The Office has also observed the need for clearer, streamlined legislation that provides a balance of protecting the community while also providing a degree of certainty for the proponent. In Victoria, complaints made under the Public Health and Wellbeing Act 2008 (Victoria) have utilised the nuisance provisions under the Act to allege that wind farms are creating a ‘noise nuisance’, even when a wind farm has been deemed compliant with its permit conditions. Council’s should have in place clear procedures for investigating and determining whether or not a wind farm is causing a noise nuisance under the Act.

9.2. Recommendations

9.2.1.Federal and state governments should continue to assess the outcomes of research into wind farms and health, including outcomes of the two NHMRC funded wind farm health studies and findings of the Independent Scientific Committee on Wind Turbines. Environmental standards, such as noise standards, should be monitored and reviewed in line with any recommendations arising from these programs.

9.2.2. Residents living in the vicinity of an operating or proposed wind farm that are experiencing health conditions should be encouraged to seek appropriate medical advice to properly diagnose and treat any health related conditions accordingly. GP's receiving patients from wind farm locations should maintain an awareness of wind farm and health matters through bodies such as the Australian Medical Association and assist patients in understanding the need for appropriate testing, diagnosis and remedies for the presented health conditions or concerns.

9.2.3. Medical practitioners who identify potential causational links between a patient’s health condition and their proximity to the operation of a wind farm should report such incidences in an appropriate way to the relevant professional body, association and/or government agency.
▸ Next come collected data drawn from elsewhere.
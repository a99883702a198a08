/// file: src/subscription.rs
/// description: enable-gated lifetime management for the stream client
use crate::{
    client::{ErrorHandler, EventHandler, StreamClient},
    error::StreamError,
    events::{ClientEvent, EventSender, emit},
};
use std::sync::Arc;
use tracing::{error, warn};

/// Connects while enabled, disconnects when disabled or dropped.
///
/// Owns exactly one handler pair for the client; each enable starts a fresh
/// episode with the attempt counter at zero.
pub struct StreamSubscription {
    client: Arc<StreamClient>,
    on_event: EventHandler,
    on_error: ErrorHandler,
    enabled: bool,
}

impl StreamSubscription {
    pub fn new(client: Arc<StreamClient>, on_event: EventHandler, event_sender: EventSender) -> Self {
        let on_error: ErrorHandler = Arc::new(move |e: &StreamError| {
            if e.is_auth() {
                error!("Notification stream authentication failed: {}", e);
            } else {
                warn!("Notification stream error: {}", e);
            }
            emit(&event_sender, ClientEvent::ConnectionFailed(e.to_string()));
        });
        Self {
            client,
            on_event,
            on_error,
            enabled: false,
        }
    }

    pub fn set_enabled(&mut self, enabled: bool) {
        if enabled == self.enabled {
            return;
        }
        self.enabled = enabled;
        if enabled {
            self.client
                .connect(self.on_event.clone(), Some(self.on_error.clone()));
        } else {
            self.client.disconnect();
        }
    }

    pub fn is_enabled(&self) -> bool {
        self.enabled
    }

    pub fn is_connected(&self) -> bool {
        self.client.is_connected()
    }

    pub fn client(&self) -> &StreamClient {
        &self.client
    }
}

impl Drop for StreamSubscription {
    fn drop(&mut self) {
        if self.enabled {
            self.client.disconnect();
        }
    }
}
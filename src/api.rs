/// file: src/api.rs
/// description: membership REST calls; a confirmed join is published on the local bus
use crate::{
    auth::CredentialSource,
    bus::LocalEventBus,
    error::ClubsError,
    types::ClubJoinEvent,
};
use reqwest::{Client, Method, RequestBuilder, StatusCode};
use serde::{Deserialize, de::DeserializeOwned};
use std::sync::Arc;
use tracing::{debug, info, warn};
use url::Url;

/// Envelope every backend response is wrapped in.
#[derive(Debug, Clone, Deserialize)]
pub struct ApiResponse<T> {
    pub data: Option<T>,
    #[serde(default)]
    pub message: String,
    pub status: u16,
}

#[derive(Debug, Clone, Copy, PartialEq, Eq, Deserialize)]
#[serde(rename_all = "snake_case")]
pub enum RequestStatus {
    Pending,
    AlreadyPending,
    /// Anything newer than this client knows about.
    #[serde(other)]
    Unknown,
}

#[derive(Debug, Clone, Deserialize)]
pub struct JoinClubResponse {
    pub request_status: Option<RequestStatus>,
    pub message: Option<String>,
}

/// Identity of the logged-in user, as far as local events need it.
#[derive(Debug, Clone, PartialEq, Eq)]
pub struct CurrentUser {
    pub id: i64,
    pub name: String,
}

#[derive(Debug, Deserialize)]
struct ErrorBody {
    message: Option<String>,
}

pub struct ClubsApi {
    client: Client,
    base_url: Url,
    credentials: Arc<dyn CredentialSource>,
    bus: LocalEventBus,
}

impl ClubsApi {
    pub fn new(
        client: Client,
        base_url: Url,
        credentials: Arc<dyn CredentialSource>,
        bus: LocalEventBus,
    ) -> Self {
        Self {
            client,
            base_url,
            credentials,
            bus,
        }
    }

    /// `POST /clubs/{id}/join`.
    ///
    /// An envelope status of 200 means the user is now a member (201 means a
    /// request is pending); only the former is announced on the bus.
    pub async fn join_club(
        &self,
        club_id: i64,
        user: Option<&CurrentUser>,
    ) -> Result<ApiResponse<JoinClubResponse>, ClubsError> {
        let url = self.endpoint(&format!("clubs/{club_id}/join"))?;
        let response: ApiResponse<JoinClubResponse> =
            self.send(self.request(Method::POST, url)).await?;

        info!(club_id, status = response.status, "Join club: {}", response.message);
        match user {
            Some(user) if response.status == 200 => {
                self.bus
                    .publish_club_join(ClubJoinEvent::new(club_id, user.id, user.name.clone()));
            }
            None if response.status == 200 => {
                warn!("Joined club {} without a known current user; not publishing", club_id);
            }
            _ => {}
        }
        Ok(response)
    }

    /// `DELETE /clubs/{id}/leave`; `user_id` lets an admin remove a member.
    pub async fn leave_club(
        &self,
        club_id: i64,
        user_id: Option<i64>,
    ) -> Result<ApiResponse<serde_json::Value>, ClubsError> {
        let mut url = self.endpoint(&format!("clubs/{club_id}/leave"))?;
        if let Some(user_id) = user_id {
            url.query_pairs_mut()
                .append_pair("user_id", &user_id.to_string());
        }
        self.send(self.request(Method::DELETE, url)).await
    }

    /// `POST /clubs/{id}/accept-request/{request_id}`.
    pub async fn accept_request(
        &self,
        club_id: i64,
        request_id: i64,
    ) -> Result<ApiResponse<serde_json::Value>, ClubsError> {
        let url = self.endpoint(&format!("clubs/{club_id}/accept-request/{request_id}"))?;
        self.send(self.request(Method::POST, url)).await
    }

    fn endpoint(&self, path: &str) -> Result<Url, ClubsError> {
        let base = self.base_url.as_str().trim_end_matches('/');
        Ok(Url::parse(&format!("{base}/{path}"))?)
    }

    fn request(&self, method: Method, url: Url) -> RequestBuilder {
        let request = self.client.request(method, url);
        match self.credentials.bearer_token() {
            Some(token) => request.bearer_auth(token),
            None => request,
        }
    }

    async fn send<T: DeserializeOwned>(&self, request: RequestBuilder) -> Result<T, ClubsError> {
        let response = request.send().await?;
        let status = response.status();
        debug!("Clubs API responded with {}", status);

        if status == StatusCode::UNAUTHORIZED {
            return Err(ClubsError::Unauthorized);
        }
        if !status.is_success() {
            let message = response
                .json::<ErrorBody>()
                .await
                .ok()
                .and_then(|body| body.message)
                .unwrap_or_else(|| format!("request failed with status {status}"));
            return Err(ClubsError::Api {
                status: status.as_u16(),
                message,
            });
        }

        Ok(response.json::<T>().await?)
    }
}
9.2.4. Residents who are experiencing unacceptable noise levels from a wind farm should be encouraged to report such incidents to the wind farm operator, the compliance authority and/or the appropriate regulator to initiate the appropriate investigation and resolution of the noise incidents.

9.2.5. Residents lodging health-related complaints with the Office should assist with providing and sharing any evidence regarding their stated health conditions and any medical assessments that identify possible causality of the wind farm as a contributor to the health conditions.

9.2.6. State governments may need to identify and address potential overlapping regulations and/or legislation with regard to noise emissions from a wind farm and ensure clear procedures are in place to handle, investigate and resolve such complaints raised under the various avenues.